Netflix UK film review: What Maisie Knew
Review Overview
Adults
8Child
8James R | On 22, Aug 2013
Directors: David Siegel, Scott McGehee
Cast: Onata Aprile, Steve Coogan, Julianne Moore, Alexander Skarsgard, Joanna Vanderham
Certificate: 15
Watch What Maisie Knew online in the UK: Netflix UK / Curzon Home Cinema / Apple TV (iTunes) / Prime Video (Buy/Rent) / TalkTalk TV / Google Play
It’s not easy to tell a story from a child’s point of view. Henry James proved that when he wrote What Maisie Knew, the tale of a young daughter caught in the middle of a petty divorce. In his typically verbose way, he presented every tick of Maisie’s mental cogs in painstaking detail, chronicling a cognitive coming of age with the irony and vocabulary of a 54 year old man – and barely a thought to whether a six year old girl would know words like “objurgation”.
It’s an endearingly ungainly narrative perspective, but how can David Siegel and Scott McGehee’s translate that to the screen? Really well, it turns out.
They start but using the word “know” as often as possible. “Where did these flowers come from, Maisie?” asks her nanny, Margo (Vanderham). “I don’t know,” shrugs back the quiet Onata Aprile. Stuck in the middle of their split, her business-obsessed dad, Beale (Coogan), and her failed rock star mum, Susannah (Moore), fight over who gets custody – not out of love, just so they can hurt each other.
At every stage of this back and forth, they demand knowledge from the young girl: who their ex-partner is seeing, what they’re doing, how badly they’re treating her. Her wide-eyed innocence doesn’t have all the answers. Instead, she learns other things: how to pay for pizza while her parents are fighting or how to go into a bar by herself to look for her mum’s new boyfriend.
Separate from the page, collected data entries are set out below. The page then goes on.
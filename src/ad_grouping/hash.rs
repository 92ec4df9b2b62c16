use anyhow::{Context, Result};
use image::DynamicImage;
use img_hash::{HashAlg, HasherConfig, image as img_hash_image};
use serde::{Deserialize, Serialize};

/// Grid edge used for the average hash (8x8 = 64 bits)
pub const HASH_GRID: u32 = 8;

/// 64-bit average hash of one image or frame
#[derive(Debug, Clone, Copy, PartialEq, Eq, Hash, Serialize, Deserialize)]
pub struct ImageHash(pub u64);

impl ImageHash {
    /// Hamming distance (number of differing bits)
    pub fn distance(&self, other: &ImageHash) -> u32 {
        (self.0 ^ other.0).count_ones()
    }
}

/// Average-hash computation over decoded pixels.
///
/// `img_hash` still links against image 0.23, so frames decoded with the
/// newer `image` crate are handed over as raw RGBA buffers.
#[derive(Debug, Clone, Copy)]
pub struct PerceptualHasher {
    filter: img_hash_image::imageops::FilterType,
}

impl Default for PerceptualHasher {
    fn default() -> Self {
        Self {
            filter: img_hash_image::imageops::FilterType::Triangle,
        }
    }
}

impl PerceptualHasher {
    pub fn new() -> Self {
        Self::default()
    }

    pub fn hash_image(&self, img: &DynamicImage) -> Result<ImageHash> {
        let rgba = img.to_rgba8();
        let (width, height) = rgba.dimensions();
        if width == 0 || height == 0 {
            anyhow::bail!("Cannot hash an empty image ({}x{})", width, height);
        }

        let buffer = img_hash_image::RgbaImage::from_raw(width, height, rgba.into_raw())
            .context("Failed to create image buffer for hashing")?;
        let dynamic_img = img_hash_image::DynamicImage::ImageRgba8(buffer);

        // The hasher is not Sync, so each call builds its own.
        let hasher = HasherConfig::new()
            .hash_alg(HashAlg::Mean)
            .hash_size(HASH_GRID, HASH_GRID)
            .resize_filter(self.filter)
            .to_hasher();

        let hash = hasher.hash_image(&dynamic_img);
        let bytes: [u8; 8] = hash
            .as_bytes()
            .try_into()
            .context("Average hash is not 64 bits wide")?;

        Ok(ImageHash(u64::from_be_bytes(bytes)))
    }

    /// Hashes each sampled frame in order. Frames that fail to hash are
    /// dropped, so the result can be shorter than the input.
    pub fn hash_video_samples(&self, frames: &[DynamicImage]) -> Vec<ImageHash> {
        frames
            .iter()
            .enumerate()
            .filter_map(|(index, frame)| match self.hash_image(frame) {
                Ok(hash) => Some(hash),
                Err(e) => {
                    log::warn!("Skipping frame {}: {:#}", index, e);
                    None
                }
            })
            .collect()
    }
}
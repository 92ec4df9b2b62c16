use std::collections::{HashMap, HashSet};
use std::sync::{Arc, mpsc};
use std::time::Instant;

use indicatif::{ProgressBar, ProgressStyle};
use rayon::prelude::*;
use rayon::{ThreadPool, ThreadPoolBuilder};

use super::cache::HashCache;
use super::config::GroupingConfig;
use super::error::ConfigError;
use super::fetch::MediaFetcher;
use super::hash::{ImageHash, PerceptualHasher};
use super::{Ad, MediaHash, MediaKind};

#[derive(Debug, Clone, Copy, PartialEq, Eq, Hash)]
pub enum HashKind {
    Image,
    Video,
}

/// Every unique (url, kind) the comparator may look up, in first-seen order
pub fn candidate_urls(ads: &[Ad]) -> Vec<(String, HashKind)> {
    let mut seen = HashSet::new();
    let mut candidates = Vec::new();
    let mut push = |url: Option<&str>, kind: HashKind| {
        if let Some(url) = url {
            if seen.insert((url.to_string(), kind)) {
                candidates.push((url.to_string(), kind));
            }
        }
    };

    for ad in ads {
        match ad.media_kind {
            MediaKind::Image | MediaKind::Carousel => push(ad.primary_image_url(), HashKind::Image),
            MediaKind::Video => {
                push(ad.thumbnail_url(), HashKind::Image);
                push(ad.sd_video_url(), HashKind::Video);
            }
            MediaKind::Unknown => {}
        }
    }

    candidates
}

/// One unit of work. A video job may cover several URLs that serve the same bytes.
#[derive(Debug, Clone, PartialEq, Eq)]
enum HashJob {
    Image(String),
    Video(Vec<String>),
}

enum JobOutcome {
    Image { url: String, error: Option<String> },
    Video { urls: Vec<String>, samples: usize },
}

/// What a precompute run did
#[derive(Debug, Clone, Default, PartialEq, Eq)]
pub struct PrecomputeReport {
    pub jobs: usize,
    pub already_cached: usize,
    pub images_hashed: usize,
    /// Stream URLs cached with at least one frame hash
    pub videos_hashed: usize,
    /// Stream URLs that piggybacked on another URL's sampling job
    pub coalesced_urls: usize,
    /// Videos with fewer usable samples than requested (possibly zero)
    pub partial_videos: Vec<String>,
    /// URLs left out of the cache, with the reason
    pub failed: Vec<(String, String)>,
}

impl PrecomputeReport {
    fn record(&mut self, outcome: JobOutcome, wanted_samples: usize) {
        match outcome {
            JobOutcome::Image { error: None, .. } => self.images_hashed += 1,
            JobOutcome::Image {
                url,
                error: Some(reason),
            } => self.failed.push((url, reason)),
            JobOutcome::Video { urls, samples } => {
                if samples > 0 {
                    self.videos_hashed += urls.len();
                }
                if samples < wanted_samples {
                    self.partial_videos.extend(urls);
                }
            }
        }
    }
}

fn build_pbar(len: usize, visible: bool) -> ProgressBar {
    if !visible {
        return ProgressBar::hidden();
    }
    let pbar = ProgressBar::new(len as u64);
    if let Ok(style) =
        ProgressStyle::with_template("Hashing media [{elapsed_precise}] {wide_bar:.cyan/blue} {pos}/{len}")
    {
        pbar.set_style(style);
    }
    pbar
}

/// Fills a `HashCache` for a batch of ads on a bounded worker pool, so the
/// grouping pass never touches the network.
pub struct ParallelPrecomputeScheduler {
    config: GroupingConfig,
    hasher: PerceptualHasher,
    pool: ThreadPool,
}

impl ParallelPrecomputeScheduler {
    pub fn new(config: &GroupingConfig) -> Result<Self, ConfigError> {
        config.validate()?;
        let pool = ThreadPoolBuilder::new()
            .num_threads(config.max_parallel_workers)
            .thread_name(|i| format!("adset-hash-{}", i))
            .build()?;

        Ok(Self {
            config: config.clone(),
            hasher: PerceptualHasher::new(),
            pool,
        })
    }

    fn plan_jobs<F: MediaFetcher + ?Sized>(
        &self,
        candidates: Vec<(String, HashKind)>,
        fetcher: &F,
        report: &mut PrecomputeReport,
    ) -> Vec<HashJob> {
        let mut jobs = Vec::new();
        let mut video_urls = Vec::new();
        for (url, kind) in candidates {
            match kind {
                HashKind::Image => jobs.push(HashJob::Image(url)),
                HashKind::Video => video_urls.push(url),
            }
        }

        if !self.config.coalesce_by_metadata || video_urls.len() < 2 {
            jobs.extend(video_urls.into_iter().map(|url| HashJob::Video(vec![url])));
            return jobs;
        }

        let probed: Vec<(String, Option<(String, u64)>)> = self.pool.install(|| {
            video_urls
                .into_par_iter()
                .map(|url| {
                    let key = fetcher.probe_metadata(&url).content_key();
                    (url, key)
                })
                .collect()
        });

        let mut groups: Vec<Vec<String>> = Vec::new();
        let mut by_key: HashMap<(String, u64), usize> = HashMap::new();
        for (url, key) in probed {
            match key {
                Some(key) => match by_key.get(&key) {
                    Some(&index) => {
                        log::debug!("{} serves the same bytes as {}", url, groups[index][0]);
                        report.coalesced_urls += 1;
                        groups[index].push(url);
                    }
                    None => {
                        by_key.insert(key, groups.len());
                        groups.push(vec![url]);
                    }
                },
                None => groups.push(vec![url]),
            }
        }

        jobs.extend(groups.into_iter().map(HashJob::Video));
        jobs
    }

    fn run_job<F: MediaFetcher + ?Sized>(&self, job: HashJob, fetcher: &F, cache: &HashCache) -> JobOutcome {
        match job {
            HashJob::Image(url) => {
                let hashed = fetcher
                    .fetch_image(&url)
                    .map_err(|e| e.to_string())
                    .and_then(|img| self.hasher.hash_image(&img).map_err(|e| format!("{:#}", e)));

                match hashed {
                    Ok(hash) => {
                        cache.put_if_absent(&url, MediaHash::Image(hash));
                        JobOutcome::Image { url, error: None }
                    }
                    Err(reason) => {
                        log::warn!("Hash unavailable for {}: {}", url, reason);
                        JobOutcome::Image {
                            url,
                            error: Some(reason),
                        }
                    }
                }
            }
            HashJob::Video(urls) => {
                let wanted = self.config.video_sample_count;
                let frames = fetcher.sample_video_frames(&urls[0], wanted);
                let hashes = self.hasher.hash_video_samples(&frames);
                if hashes.len() < wanted {
                    log::warn!(
                        "Only {}/{} usable samples for {}",
                        hashes.len(),
                        wanted,
                        urls[0]
                    );
                }

                let samples = hashes.len();
                let hashes: Arc<[ImageHash]> = hashes.into();
                for url in &urls {
                    cache.put_if_absent(url, MediaHash::Video(Arc::clone(&hashes)));
                }
                JobOutcome::Video { urls, samples }
            }
        }
    }

    /// Hash every media URL referenced by `ads` that is not already cached.
    ///
    /// Fetch failures never abort the run; the URL is just missing from the cache.
    pub fn run<F: MediaFetcher + ?Sized>(&self, ads: &[Ad], fetcher: &F, cache: &HashCache) -> PrecomputeReport {
        let start = Instant::now();
        let mut report = PrecomputeReport::default();

        let candidates: Vec<(String, HashKind)> = candidate_urls(ads)
            .into_iter()
            .filter(|(url, _)| {
                let cached = cache.contains(url);
                report.already_cached += cached as usize;
                !cached
            })
            .collect();

        let jobs = self.plan_jobs(candidates, fetcher, &mut report);
        report.jobs = jobs.len();

        log::info!(
            "Hashing {} unique media for {} ads on {} workers",
            jobs.len(),
            ads.len(),
            self.config.max_parallel_workers
        );

        let pbar = build_pbar(jobs.len(), self.config.show_progress);
        let wanted = self.config.video_sample_count;
        let (tx, rx) = mpsc::channel();

        self.pool.in_place_scope(|scope| {
            for job in jobs {
                let tx = tx.clone();
                scope.spawn(move |_| {
                    let outcome = self.run_job(job, fetcher, cache);
                    let _ = tx.send(outcome);
                });
            }
            drop(tx);

            // completion order
            for outcome in rx.iter() {
                report.record(outcome, wanted);
                pbar.inc(1);
            }
        });
        pbar.finish_and_clear();

        log::info!(
            "Hashed {} images and {} videos in {:.2?} ({} failed, {} partial)",
            report.images_hashed,
            report.videos_hashed,
            start.elapsed(),
            report.failed.len(),
            report.partial_videos.len()
        );

        report
    }
}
It’s a heartbreaking journey of growing awareness, made even more so by the fact that we follow Maisie everywhere – barely a frame occurs in the film without her on screen. Arguments unfold from her perspective, the adults’ swearing and shouting fading into the background as she walks off to tip the delivery boy or pretend to be sleeping.
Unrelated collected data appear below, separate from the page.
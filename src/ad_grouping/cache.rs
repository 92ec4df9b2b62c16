use std::sync::Arc;

use dashmap::DashMap;
use dashmap::mapref::entry::Entry;

use super::MediaHash;
use super::hash::ImageHash;

/// Concurrent URL -> hash store shared by precompute workers.
///
/// Entries are write-once: the first value stored for a URL is kept. Two
/// workers racing on the same URL hash the same remote bytes, so dropping
/// the second value loses nothing.
#[derive(Debug, Default)]
pub struct HashCache {
    entries: DashMap<String, MediaHash>,
}

impl HashCache {
    pub fn new() -> Self {
        Self::default()
    }

    pub fn get(&self, url: &str) -> Option<MediaHash> {
        self.entries.get(url).map(|entry| entry.value().clone())
    }

    /// Image hash for `url`, if one was stored as an image
    pub fn image_hash(&self, url: &str) -> Option<ImageHash> {
        match self.entries.get(url)?.value() {
            MediaHash::Image(hash) => Some(*hash),
            MediaHash::Video(_) => None,
        }
    }

    /// Sampled frame hashes for `url`, if one was stored as a video
    pub fn video_hashes(&self, url: &str) -> Option<Arc<[ImageHash]>> {
        match self.entries.get(url)?.value() {
            MediaHash::Video(hashes) => Some(Arc::clone(hashes)),
            MediaHash::Image(_) => None,
        }
    }

    /// Returns true if the value was stored
    pub fn put_if_absent(&self, url: &str, value: MediaHash) -> bool {
        match self.entries.entry(url.to_string()) {
            Entry::Occupied(_) => false,
            Entry::Vacant(slot) => {
                slot.insert(value);
                true
            }
        }
    }

    pub fn contains(&self, url: &str) -> bool {
        self.entries.contains_key(url)
    }

    pub fn len(&self) -> usize {
        self.entries.len()
    }

    pub fn is_empty(&self) -> bool {
        self.entries.is_empty()
    }
}
use std::path::Path;
use std::str::FromStr;
use std::time::Duration;

use serde::{Deserialize, Serialize};

use super::error::ConfigError;
use super::hash::HASH_GRID;

pub const DEFAULT_IMAGE_HASH_CUTOFF: u32 = 5;
pub const DEFAULT_VIDEO_SIMILARITY_THRESHOLD: f64 = 0.90;
pub const DEFAULT_VIDEO_SAMPLE_COUNT: usize = 6;
pub const DEFAULT_MAX_PARALLEL_WORKERS: usize = 16;

const ENV_PREFIX: &str = "ADSET_";

/// How a new ad is matched against the sets built so far
#[derive(Debug, Clone, Copy, PartialEq, Eq, Default, Serialize, Deserialize)]
#[serde(rename_all = "snake_case")]
pub enum GroupingMode {
    /// Compare only with each set's representative
    #[default]
    Representative,
    /// Compare with every member of each set
    AnyMember,
    /// Connected components of the full pairwise match graph
    Transitive,
}

impl FromStr for GroupingMode {
    type Err = String;

    fn from_str(s: &str) -> Result<Self, Self::Err> {
        match s.trim().to_ascii_lowercase().replace('-', "_").as_str() {
            "representative" => Ok(GroupingMode::Representative),
            "any_member" => Ok(GroupingMode::AnyMember),
            "transitive" => Ok(GroupingMode::Transitive),
            other => Err(format!("unknown grouping mode {other:?}")),
        }
    }
}

/// Tuning knobs for one grouping run
#[derive(Debug, Clone, PartialEq, Serialize, Deserialize)]
#[serde(default)]
pub struct GroupingConfig {
    /// Max Hamming distance (inclusive) for two images to match
    pub image_hash_cutoff: u32,
    /// Min fraction (inclusive) of matching sampled frames for two videos to match
    pub video_similarity_threshold: f64,
    pub video_sample_count: usize,
    pub max_parallel_workers: usize,
    pub probe_timeout_secs: u64,
    pub image_timeout_secs: u64,
    pub video_open_timeout_secs: u64,
    pub max_image_bytes: u64,
    /// Share one sampling job between stream URLs whose HEAD validators agree
    pub coalesce_by_metadata: bool,
    pub mode: GroupingMode,
    pub show_progress: bool,
}

impl Default for GroupingConfig {
    fn default() -> Self {
        Self {
            image_hash_cutoff: DEFAULT_IMAGE_HASH_CUTOFF,
            video_similarity_threshold: DEFAULT_VIDEO_SIMILARITY_THRESHOLD,
            video_sample_count: DEFAULT_VIDEO_SAMPLE_COUNT,
            max_parallel_workers: DEFAULT_MAX_PARALLEL_WORKERS,
            probe_timeout_secs: 5,
            image_timeout_secs: 10,
            video_open_timeout_secs: 15,
            max_image_bytes: 20 * 1024 * 1024,
            coalesce_by_metadata: true,
            mode: GroupingMode::Representative,
            show_progress: false,
        }
    }
}

fn invalid(field: &'static str, reason: impl Into<String>) -> ConfigError {
    ConfigError::Invalid {
        field,
        reason: reason.into(),
    }
}

fn parse_var<T: FromStr>(
    lookup: &impl Fn(&str) -> Option<String>,
    name: &str,
) -> Result<Option<T>, ConfigError> {
    let var = format!("{ENV_PREFIX}{name}");
    match lookup(&var) {
        None => Ok(None),
        Some(value) if value.trim().is_empty() => Ok(None),
        Some(value) => value
            .trim()
            .parse::<T>()
            .map(Some)
            .map_err(|_| ConfigError::Env { var, value }),
    }
}

impl GroupingConfig {
    pub fn validate(&self) -> Result<(), ConfigError> {
        let max_bits = HASH_GRID * HASH_GRID;
        if self.image_hash_cutoff > max_bits {
            return Err(invalid(
                "image_hash_cutoff",
                format!("{} exceeds the {}-bit hash width", self.image_hash_cutoff, max_bits),
            ));
        }
        let threshold = self.video_similarity_threshold;
        if !threshold.is_finite() || !(0.0..=1.0).contains(&threshold) {
            return Err(invalid(
                "video_similarity_threshold",
                format!("{threshold} is not within [0, 1]"),
            ));
        }
        if self.video_sample_count == 0 {
            return Err(invalid("video_sample_count", "must be at least 1"));
        }
        if self.max_parallel_workers == 0 {
            return Err(invalid("max_parallel_workers", "must be at least 1"));
        }
        for (field, secs) in [
            ("probe_timeout_secs", self.probe_timeout_secs),
            ("image_timeout_secs", self.image_timeout_secs),
            ("video_open_timeout_secs", self.video_open_timeout_secs),
        ] {
            if secs == 0 {
                return Err(invalid(field, "timeout must be non-zero"));
            }
        }
        if self.max_image_bytes == 0 {
            return Err(invalid("max_image_bytes", "must be non-zero"));
        }
        Ok(())
    }

    /// Defaults overridden by `ADSET_*` variables, reading `.env` first if present
    pub fn from_env() -> Result<Self, ConfigError> {
        let _ = dotenvy::dotenv();
        Self::from_lookup(|key| std::env::var(key).ok())
    }

    pub fn from_lookup(lookup: impl Fn(&str) -> Option<String>) -> Result<Self, ConfigError> {
        let mut config = Self::default();

        if let Some(v) = parse_var(&lookup, "IMAGE_HASH_CUTOFF")? {
            config.image_hash_cutoff = v;
        }
        if let Some(v) = parse_var(&lookup, "VIDEO_SIMILARITY_THRESHOLD")? {
            config.video_similarity_threshold = v;
        }
        if let Some(v) = parse_var(&lookup, "VIDEO_SAMPLE_COUNT")? {
            config.video_sample_count = v;
        }
        if let Some(v) = parse_var(&lookup, "MAX_PARALLEL_WORKERS")? {
            config.max_parallel_workers = v;
        }
        if let Some(v) = parse_var(&lookup, "COALESCE_BY_METADATA")? {
            config.coalesce_by_metadata = v;
        }
        if let Some(v) = parse_var(&lookup, "GROUPING_MODE")? {
            config.mode = v;
        }

        config.validate()?;
        Ok(config)
    }

    pub fn from_yaml_file<P: AsRef<Path>>(path: P) -> Result<Self, ConfigError> {
        let contents = std::fs::read_to_string(path.as_ref())?;
        let config: GroupingConfig = serde_yaml::from_str(&contents)?;
        config.validate()?;
        Ok(config)
    }

    pub fn probe_timeout(&self) -> Duration {
        Duration::from_secs(self.probe_timeout_secs)
    }

    pub fn image_timeout(&self) -> Duration {
        Duration::from_secs(self.image_timeout_secs)
    }

    pub fn video_open_timeout(&self) -> Duration {
        Duration::from_secs(self.video_open_timeout_secs)
    }
}

#[cfg(test)]
mod tests {
    use super::*;
    use std::collections::HashMap;
    use std::io::Write;

    fn lookup(pairs: &[(&str, &str)]) -> impl Fn(&str) -> Option<String> {
        let map: HashMap<String, String> = pairs
            .iter()
            .map(|(k, v)| (k.to_string(), v.to_string()))
            .collect();
        move |key: &str| map.get(key).cloned()
    }

    #[test]
    fn test_defaults_are_valid() {
        let config = GroupingConfig::default();
        assert!(config.validate().is_ok());
        assert_eq!(config.image_hash_cutoff, 5);
        assert_eq!(config.video_sample_count, 6);
        assert_eq!(config.max_parallel_workers, 16);
        assert!((config.video_similarity_threshold - 0.90).abs() < f64::EPSILON);
    }

    #[test]
    fn test_out_of_range_values_rejected() {
        let mut config = GroupingConfig::default();
        config.video_similarity_threshold = 1.5;
        assert!(matches!(config.validate(), Err(ConfigError::Invalid { field: "video_similarity_threshold", .. })));

        let mut config = GroupingConfig::default();
        config.video_similarity_threshold = f64::NAN;
        assert!(config.validate().is_err());

        let mut config = GroupingConfig::default();
        config.image_hash_cutoff = 65;
        assert!(config.validate().is_err());

        let mut config = GroupingConfig::default();
        config.max_parallel_workers = 0;
        assert!(config.validate().is_err());
    }

    #[test]
    fn test_env_overrides() {
        let config = GroupingConfig::from_lookup(lookup(&[
            ("ADSET_IMAGE_HASH_CUTOFF", "8"),
            ("ADSET_VIDEO_SIMILARITY_THRESHOLD", "0.75"),
            ("ADSET_GROUPING_MODE", "any-member"),
            ("ADSET_VIDEO_SAMPLE_COUNT", ""),
        ]))
        .unwrap();
        assert_eq!(config.image_hash_cutoff, 8);
        assert_eq!(config.video_similarity_threshold, 0.75);
        assert_eq!(config.mode, GroupingMode::AnyMember);
        assert_eq!(config.video_sample_count, DEFAULT_VIDEO_SAMPLE_COUNT);
    }

    #[test]
    fn test_negative_cutoff_from_env_is_error() {
        let err = GroupingConfig::from_lookup(lookup(&[("ADSET_IMAGE_HASH_CUTOFF", "-1")])).unwrap_err();
        assert!(matches!(err, ConfigError::Env { .. }));
    }

    #[test]
    fn test_yaml_file_with_partial_fields() {
        let mut file = tempfile::NamedTempFile::new().unwrap();
        writeln!(file, "image_hash_cutoff: 3\nmode: transitive\nmax_parallel_workers: 4").unwrap();

        let config = GroupingConfig::from_yaml_file(file.path()).unwrap();
        assert_eq!(config.image_hash_cutoff, 3);
        assert_eq!(config.mode, GroupingMode::Transitive);
        assert_eq!(config.max_parallel_workers, 4);
        assert_eq!(config.video_sample_count, DEFAULT_VIDEO_SAMPLE_COUNT);
    }

    #[test]
    fn test_yaml_negative_cutoff_is_error() {
        let mut file = tempfile::NamedTempFile::new().unwrap();
        writeln!(file, "image_hash_cutoff: -2").unwrap();
        assert!(matches!(
            GroupingConfig::from_yaml_file(file.path()),
            Err(ConfigError::Yaml(_))
        ));
    }
}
That physical proximity makes up for the lack of psychological exposition – Nancy Doyne and Carroll Cartwright’s smart, understated script wisely avoids voiceover or narration. Instead, Maisie’s coming of age is communicated through her face: a disarmingly natural performance, the young Aprile goes from blank naivety to a determined smile with an irresistible sincerity.
James’ wry detachment is oddly mirrored by Siegel and McGehee’s intimate camera, which squats in the corner of Susannah’s drunken parties and lets its informed audience judge their behaviour. “Do you mind? I have a kid here! What the fuck?” yells Susannah as they shout in the middle of the street. Steve Coogan and Julianne Moore are fantastically terrible, reeking of self-absorbed carelessness before trying to buy their way into their daughter’s affection’s with a present and a smile. “I was just like you,” her mum adds during one awkward embrace. Like Maisie, you wonder what she’s been drinking.
The conflicted adults create a harsh world that feels sadly believable. The only likeable ones are Joanna Vanderham’s adorable nanny and, surprisingly, Alexander Skarsgard’s softly-spoken Lincoln, Susannah’s young squeeze. Can they offer a more stable, caring home for the young girl? The film may not be very subtle in its contrast of the two couples, but it’s not a story about that: it’s about Maisie. And What Maisie Knew nails that childlike perspective superbly. A universal tale of adults screwing up kids, whether you’re in 19th Century London or modern New York, Maisie’s coming of age carries a huge emotional punch. One thing we do know? This is really worth seeing.
What Maisie Knew is available on Netflix UK, as part of an £9.99 monthly subscription.